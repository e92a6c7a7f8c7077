use std::collections::BTreeMap;
use std::path::{Path, PathBuf};

use include_dir::Dir;
use serde::Deserialize;
use tera::Tera;

use crate::error::{Error, Result};

/// Well-known template names.
pub mod templates {
    /// Listing page with hero, carousel, skills and experience (required)
    pub const INDEX: &str = "index.html";
    /// Project detail pages (optional)
    pub const PROJECT: &str = "project.html";
    /// Unknown project / missing page (optional)
    pub const NOT_FOUND: &str = "not_found.html";
}

/// Source of static assets for a layout.
#[derive(Debug)]
pub enum StaticSource {
    /// Static files in a local directory
    Directory(PathBuf),
    /// Static files embedded at compile time
    Builtin(&'static Dir<'static>),
    /// No static files
    None,
}

/// A loaded layout with templates, static assets, and configuration defaults.
#[derive(Debug)]
pub struct Layout {
    /// Tera template engine with all templates loaded
    pub templates: Tera,

    pub static_source: StaticSource,

    pub has_project_template: bool,

    pub has_not_found_template: bool,

    /// Defaults from layout.toml, overridden by `[layout]` settings in site.toml
    pub defaults: BTreeMap<String, toml::Value>,
}

#[derive(Debug, Deserialize)]
struct LayoutToml {
    #[serde(default)]
    defaults: BTreeMap<String, toml::Value>,
}

fn parse_defaults(content: &str) -> Result<BTreeMap<String, toml::Value>> {
    let parsed: LayoutToml = toml::from_str(content)?;

    tracing::debug!(
        keys = ?parsed.defaults.keys().collect::<Vec<_>>(),
        "loaded layout defaults"
    );

    Ok(parsed.defaults)
}

impl Layout {
    /// Load a layout from the given directory.
    ///
    /// The directory must contain a `templates/` subdirectory with at least
    /// an `index.html` template.
    pub fn load(layout_dir: &Path) -> Result<Self> {
        let templates_dir = layout_dir.join("templates");
        let static_dir = layout_dir.join("static");

        let glob_pattern = format!("{}/**/*.html", templates_dir.display());
        let templates = Tera::new(&glob_pattern)?;

        let static_source = if static_dir.is_dir() {
            StaticSource::Directory(static_dir)
        } else {
            StaticSource::None
        };

        let layout_toml = layout_dir.join("layout.toml");
        let defaults = if layout_toml.exists() {
            parse_defaults(&std::fs::read_to_string(&layout_toml)?)?
        } else {
            BTreeMap::new()
        };

        Self::assemble(templates, static_source, defaults)
    }

    /// Load a layout from an embedded directory with the same structure as
    /// a local one.
    pub fn from_builtin(dir: &'static Dir<'static>) -> Result<Self> {
        let mut templates = Tera::default();

        let templates_dir = dir.get_dir("templates").ok_or(Error::MissingIndexTemplate)?;

        let sources: Vec<(&str, &str)> = templates_dir
            .files()
            .filter_map(|file| {
                let name = file.path().file_name()?.to_str()?;
                if name.starts_with('.') || !name.ends_with(".html") {
                    return None;
                }
                Some((name, file.contents_utf8()?))
            })
            .collect();

        // Added together so `{% extends %}` resolves regardless of file order
        templates.add_raw_templates(sources)?;

        let static_source = dir
            .get_dir("static")
            .map(StaticSource::Builtin)
            .unwrap_or(StaticSource::None);

        let defaults = match dir.get_file("layout.toml").and_then(|f| f.contents_utf8()) {
            Some(content) => parse_defaults(content)?,
            None => BTreeMap::new(),
        };

        Self::assemble(templates, static_source, defaults)
    }

    fn assemble(
        mut templates: Tera,
        static_source: StaticSource,
        defaults: BTreeMap<String, toml::Value>,
    ) -> Result<Self> {
        let has = |wanted: &str| templates.get_template_names().any(|n| n == wanted);

        if !has(templates::INDEX) {
            return Err(Error::MissingIndexTemplate);
        }

        let has_project_template = has(templates::PROJECT);
        let has_not_found_template = has(templates::NOT_FOUND);

        templates.set_escape_fn(escape_markup);

        tracing::info!(
            has_project = has_project_template,
            has_not_found = has_not_found_template,
            has_static = !matches!(static_source, StaticSource::None),
            defaults = defaults.len(),
            "layout loaded"
        );

        Ok(Self {
            templates,
            static_source,
            has_project_template,
            has_not_found_template,
            defaults,
        })
    }

    /// Layout defaults with user settings layered on top.
    pub fn settings(
        &self,
        overrides: &std::collections::HashMap<String, toml::Value>,
    ) -> BTreeMap<String, toml::Value> {
        let mut merged = self.defaults.clone();
        merged.extend(overrides.iter().map(|(k, v)| (k.clone(), v.clone())));
        merged
    }
}

/// Escape portfolio text for HTML bodies and quoted attributes.
///
/// Unlike Tera's default this leaves `/` alone so URLs stay readable.
fn escape_markup(input: &str) -> String {
    let mut output = String::with_capacity(input.len());
    for c in input.chars() {
        match c {
            '&' => output.push_str("&amp;"),
            '<' => output.push_str("&lt;"),
            '>' => output.push_str("&gt;"),
            '"' => output.push_str("&quot;"),
            '\'' => output.push_str("&#x27;"),
            _ => output.push(c),
        }
    }
    output
}

#[cfg(test)]
mod tests {
    use super::*;
    use std::collections::HashMap;
    use std::fs;

    fn create_temp_layout(templates: &[(&str, &str)]) -> tempfile::TempDir {
        let dir = tempfile::tempdir().unwrap();
        let templates_dir = dir.path().join("templates");
        fs::create_dir(&templates_dir).unwrap();

        for (name, content) in templates {
            fs::write(templates_dir.join(name), content).unwrap();
        }

        dir
    }

    #[test]
    fn load_minimal_layout() {
        let dir = create_temp_layout(&[("index.html", "<html></html>")]);

        let layout = Layout::load(dir.path()).unwrap();

        assert!(!layout.has_project_template);
        assert!(!layout.has_not_found_template);
        assert!(matches!(layout.static_source, StaticSource::None));
        assert!(layout.defaults.is_empty());
    }

    #[test]
    fn load_full_layout() {
        let dir = create_temp_layout(&[
            ("index.html", "<html></html>"),
            ("project.html", "<html></html>"),
            ("not_found.html", "<html></html>"),
        ]);
        fs::create_dir(dir.path().join("static")).unwrap();

        let layout = Layout::load(dir.path()).unwrap();

        assert!(layout.has_project_template);
        assert!(layout.has_not_found_template);
        assert!(matches!(layout.static_source, StaticSource::Directory(_)));
    }

    #[test]
    fn settings_override_defaults() {
        let dir = create_temp_layout(&[("index.html", "<html></html>")]);
        fs::write(
            dir.path().join("layout.toml"),
            r##"
                [defaults]
                accent = "#0f172a"
                show_contact_card = true
            "##,
        )
        .unwrap();

        let layout = Layout::load(dir.path()).unwrap();
        let overrides = HashMap::from([(
            "accent".to_string(),
            toml::Value::String("#2563eb".to_string()),
        )]);
        let settings = layout.settings(&overrides);

        assert_eq!(
            settings.get("accent"),
            Some(&toml::Value::String("#2563eb".to_string()))
        );
        assert_eq!(
            settings.get("show_contact_card"),
            Some(&toml::Value::Boolean(true))
        );
    }

    #[test]
    fn missing_index_fails() {
        let dir = create_temp_layout(&[("project.html", "<html></html>")]);

        let result = Layout::load(dir.path());

        assert!(matches!(result, Err(Error::MissingIndexTemplate)));
    }

    #[test]
    fn escapes_markup_but_not_slashes() {
        assert_eq!(
            escape_markup(r#"<a href="/x">Tom & Jerry's</a>"#),
            "&lt;a href=&quot;/x&quot;&gt;Tom &amp; Jerry&#x27;s&lt;/a&gt;"
        );
    }

    #[test]
    fn rendering_escapes_data() {
        let dir = create_temp_layout(&[("index.html", "<p title=\"{{ v }}\">{{ v }}</p>")]);
        let layout = Layout::load(dir.path()).unwrap();

        let mut context = tera::Context::new();
        context.insert("v", "a/b <i>\"c\"</i>");
        let html = layout.templates.render(templates::INDEX, &context).unwrap();

        assert_eq!(
            html,
            "<p title=\"a/b &lt;i&gt;&quot;c&quot;&lt;/i&gt;\">a/b &lt;i&gt;&quot;c&quot;&lt;/i&gt;</p>"
        );
    }

    #[test]
    fn builtin_classic_layout_loads() {
        let dir = crate::builtin_layouts::get("classic").unwrap();
        let layout = Layout::from_builtin(dir).unwrap();

        assert!(layout.has_project_template);
        assert!(layout.has_not_found_template);
        assert!(matches!(layout.static_source, StaticSource::Builtin(_)));
    }
}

Task to carry out:
Report every line of the data in which "StaticSource" appears.

Completed exercise:
pub enum StaticSource {
    pub static_source: StaticSource,
            StaticSource::Directory(static_dir)
            StaticSource::None
            .map(StaticSource::Builtin)
            .unwrap_or(StaticSource::None);
        static_source: StaticSource,
            has_static = !matches!(static_source, StaticSource::None),
        assert!(matches!(layout.static_source, StaticSource::None));
        assert!(matches!(layout.static_source, StaticSource::Directory(_)));
        assert!(matches!(layout.static_source, StaticSource::Builtin(_)));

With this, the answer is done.